週末になって、またまた猛暑がぶり返してきました。
どうやらもうひとしきり暑さがやってくるような気配です。
下手に出かけると暑さにやられてしまったりしますので、こういう日は大人しく家でCDを聴いているのが吉、でしょうか。
まあ、そうもいかないとは思いますが。

前から気にかかっていた、ブルックナーの交響曲第4番、第3稿コースヴェット版の演奏CDを先日やっと購入しました。
演奏は、この版における世界初演、内藤彰指揮、東京ニューシティ管弦楽団によるものです。

第3稿、いわゆる1888年稿は、フェルディナンド・レーヴェらによる改訂版であり、この第3稿を用いたハンス・リヒター指揮ウィーン・フィルによる演奏は大成功だったものの、国際ブルックナー協会と音楽学書出版社によって原典版の公刊がなされてからというもの、師たるブルックナーの築き上げた世界を台無しにした犯罪的行為として断罪されてきました。
これは、こうした改訂版が、ブルックナーの意思をないがしろにして、改竄やカットを行ったという認識に基づくものなのでしょうが、その行為自体には疑問が残るものの、何とか世の中に受け入れられるように整えようとした「愛弟子」たちの「愛情」によるものであることを疑うのはあまりにもかわいそうなことのように思われます。

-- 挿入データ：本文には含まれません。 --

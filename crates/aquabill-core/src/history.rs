//! Historical consumption baseline.

use rust_decimal::Decimal;
use serde::{Deserialize, Serialize};
use std::fmt;
use std::str::FromStr;
use thiserror::Error;

use crate::cycle::{normalize_to_month, NORMALIZED_DAYS};

/// Month prefix of seasonally atypical entries.
const JANUARY_PREFIX: &str = "01";

/// Errors from parsing historical entry fields.
#[derive(Debug, Clone, PartialEq, Eq, Error)]
pub enum HistoryError {
    /// The month/year text is not `MM/YYYY` with a month in 1..=12.
    #[error("invalid month/year '{text}', expected MM/YYYY")]
    InvalidMonthYear {
        /// The rejected text.
        text: String,
    },
}

/// A past billing period supplied by the user.
#[derive(Debug, Clone, PartialEq, Eq, Serialize, Deserialize)]
pub struct HistoricalEntry {
    /// Unique identifier of the entry.
    pub id: String,
    /// Billing month as `MM/YYYY`.
    pub month_year: String,
    /// Consumption over the period, in m³.
    pub consumption: Decimal,
    /// Length of the period, in days.
    pub cycle_days: u32,
}

impl HistoricalEntry {
    /// Create a new historical entry.
    pub fn new(
        id: impl Into<String>,
        month_year: impl Into<String>,
        consumption: Decimal,
        cycle_days: u32,
    ) -> Self {
        Self {
            id: id.into(),
            month_year: month_year.into(),
            consumption,
            cycle_days,
        }
    }

    /// Whether the entry falls in January, judged by its month prefix.
    #[must_use]
    pub fn is_january(&self) -> bool {
        self.month_year.split('/').next() == Some(JANUARY_PREFIX)
    }

    /// Average consumption per day, zero for a zero-day period.
    #[must_use]
    pub fn daily_consumption(&self) -> Decimal {
        if self.cycle_days == 0 {
            Decimal::ZERO
        } else {
            self.consumption / Decimal::from(self.cycle_days)
        }
    }

    /// Consumption rescaled to a 30-day month.
    #[must_use]
    pub fn normalized_consumption(&self) -> Decimal {
        normalize_to_month(self.consumption, i64::from(self.cycle_days))
    }

    /// Parsed billing month.
    ///
    /// # Errors
    ///
    /// Returns [`HistoryError::InvalidMonthYear`] when `month_year` is not
    /// `MM/YYYY`.
    pub fn period(&self) -> Result<MonthYear, HistoryError> {
        self.month_year.parse()
    }
}

/// Mean normalized consumption over a set of historical entries.
#[derive(Debug, Clone, Copy, Default, PartialEq, Eq, Serialize, Deserialize)]
pub struct HistoricalAverage {
    /// Mean consumption per 30-day month.
    pub monthly_average: Decimal,
    /// `monthly_average / 30`.
    pub daily_average: Decimal,
    /// Number of entries that contributed to the average.
    pub valid_entry_count: usize,
}

impl HistoricalAverage {
    /// Whether any entry contributed. A zero average without entries means
    /// "no baseline", not "no usage".
    #[must_use]
    pub const fn has_baseline(&self) -> bool {
        self.valid_entry_count > 0
    }
}

/// Average the normalized consumption of `entries`.
///
/// With `exclude_january`, entries whose month starts with `01` are dropped
/// first. An empty remainder yields an all-zero average with a count of zero.
///
/// # Example
///
/// ```
/// use aquabill_core::{calculate_historical_average, HistoricalEntry};
/// use rust_decimal_macros::dec;
///
/// let entries = vec![
///     HistoricalEntry::new("a", "01/2024", dec!(20), 30),
///     HistoricalEntry::new("b", "02/2024", dec!(10), 30),
/// ];
///
/// let average = calculate_historical_average(&entries, true);
/// assert_eq!(average.monthly_average, dec!(10));
/// assert_eq!(average.valid_entry_count, 1);
/// ```
#[must_use]
pub fn calculate_historical_average(
    entries: &[HistoricalEntry],
    exclude_january: bool,
) -> HistoricalAverage {
    let (total, count) = entries
        .iter()
        .filter(|entry| !(exclude_january && entry.is_january()))
        .fold((Decimal::ZERO, 0usize), |(total, count), entry| {
            (total.saturating_add(entry.normalized_consumption()), count + 1)
        });

    if count == 0 {
        return HistoricalAverage::default();
    }

    let monthly_average = total / Decimal::from(count);
    HistoricalAverage {
        monthly_average,
        daily_average: monthly_average / Decimal::from(NORMALIZED_DAYS),
        valid_entry_count: count,
    }
}

/// Number of entries the January exclusion would drop.
#[must_use]
pub fn january_entries(entries: &[HistoricalEntry]) -> usize {
    entries.iter().filter(|entry| entry.is_january()).count()
}

/// A billing month.
#[derive(Debug, Clone, Copy, PartialEq, Eq, PartialOrd, Ord, Hash, Serialize, Deserialize)]
pub struct MonthYear {
    /// Year, e.g. 2024.
    pub year: i32,
    /// Month in 1..=12.
    pub month: u32,
}

impl FromStr for MonthYear {
    type Err = HistoryError;

    fn from_str(s: &str) -> Result<Self, Self::Err> {
        let invalid = || HistoryError::InvalidMonthYear {
            text: s.to_string(),
        };

        let (month, year) = s.trim().split_once('/').ok_or_else(invalid)?;
        if month.len() != 2 || year.len() != 4 {
            return Err(invalid());
        }
        let month: u32 = month.parse().map_err(|_| invalid())?;
        let year: i32 = year.parse().map_err(|_| invalid())?;
        if !(1..=12).contains(&month) {
            return Err(invalid());
        }
        Ok(Self { year, month })
    }
}

impl fmt::Display for MonthYear {
    fn fmt(&self, f: &mut fmt::Formatter<'_>) -> fmt::Result {
        write!(f, "{:02}/{:04}", self.month, self.year)
    }
}

#[cfg(test)]
mod tests {
    use super::*;
    use rust_decimal_macros::dec;

    fn entry(month_year: &str, consumption: Decimal, cycle_days: u32) -> HistoricalEntry {
        HistoricalEntry::new(month_year, month_year, consumption, cycle_days)
    }

    #[test]
    fn test_january_excluded() {
        let entries = vec![entry("01/2024", dec!(20), 30), entry("02/2024", dec!(10), 30)];
        let average = calculate_historical_average(&entries, true);
        assert_eq!(average.monthly_average, dec!(10));
        assert_eq!(average.valid_entry_count, 1);
    }

    #[test]
    fn test_january_kept_when_not_excluded() {
        let entries = vec![entry("01/2024", dec!(20), 30), entry("02/2024", dec!(10), 30)];
        let average = calculate_historical_average(&entries, false);
        assert_eq!(average.monthly_average, dec!(15));
        assert_eq!(average.daily_average, dec!(0.5));
        assert_eq!(average.valid_entry_count, 2);
    }

    #[test]
    fn test_empty_baseline() {
        let average = calculate_historical_average(&[], true);
        assert_eq!(average.monthly_average, Decimal::ZERO);
        assert_eq!(average.daily_average, Decimal::ZERO);
        assert_eq!(average.valid_entry_count, 0);
        assert!(!average.has_baseline());
    }

    #[test]
    fn test_only_january_is_empty_baseline() {
        let entries = vec![entry("01/2023", dec!(20), 30), entry("01/2024", dec!(25), 31)];
        let average = calculate_historical_average(&entries, true);
        assert_eq!(average, HistoricalAverage::default());
        assert_eq!(january_entries(&entries), 2);
    }

    #[test]
    fn test_entries_normalized_before_averaging() {
        // 20 m³ over 40 days -> 15 m³/month, 12 m³ over 24 days -> 15 m³/month
        let entries = vec![entry("03/2024", dec!(20), 40), entry("04/2024", dec!(12), 24)];
        let average = calculate_historical_average(&entries, true);
        assert_eq!(average.monthly_average, dec!(15));
    }

    #[test]
    fn test_zero_day_entry_counts_as_zero() {
        let entries = vec![entry("03/2024", dec!(20), 0), entry("04/2024", dec!(20), 30)];
        assert_eq!(entries[0].daily_consumption(), Decimal::ZERO);
        let average = calculate_historical_average(&entries, true);
        assert_eq!(average.monthly_average, dec!(10));
        assert_eq!(average.valid_entry_count, 2);
    }

    #[test]
    fn test_january_prefix_rule() {
        assert!(entry("01/2024", dec!(1), 30).is_january());
        assert!(!entry("10/2024", dec!(1), 30).is_january());
        assert!(!entry("11/2001", dec!(1), 30).is_january());
        assert!(!entry("1/2024", dec!(1), 30).is_january());
    }

    #[test]
    fn test_parse_month_year() {
        let period: MonthYear = "03/2024".parse().unwrap();
        assert_eq!(period, MonthYear { year: 2024, month: 3 });
        assert_eq!(period.to_string(), "03/2024");
    }

    #[test]
    fn test_entry_period() {
        let period = entry(" 11/2023", dec!(1), 30).period().unwrap();
        assert_eq!(period, MonthYear { year: 2023, month: 11 });
        assert!(entry("2023-11", dec!(1), 30).period().is_err());
    }

    #[test]
    fn test_parse_month_year_rejects_garbage() {
        for text in ["13/2024", "00/2024", "3/2024", "03-2024", "03/24", "ab/2024", ""] {
            let err = text.parse::<MonthYear>().unwrap_err();
            assert_eq!(
                err,
                HistoryError::InvalidMonthYear {
                    text: text.to_string()
                }
            );
        }
    }
}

それはともかくとして、ブルックナーは自らの作品に対し、夥しい数の改訂を自らの手でも行っております。
弟子による改訂意見に対しても、ブルックナー自身が受け入れられるものに関しては積極的に受け入れたということであり、今日「改訂版」として悪名を恣にしている版も、その全てが「弟子による勝手な改竄」とまで言い得るのかどうか判断に苦しむ例もかなりありそうです。

この第4番の第3稿コースヴェット版も、かなりの部分にブルックナー自身が手を入れた形跡が伺えるとのことで、それ故に、ブルックナーがしばしば行ったという承認の日付とサインがないのではないか、ということもあるいはいえるのかもしれません。
ただ、少なくともこの版は、恐らくブルックナー自身が目を通した第4番の最終稿であるという確率がかなり高いのは間違いのないところと思われます。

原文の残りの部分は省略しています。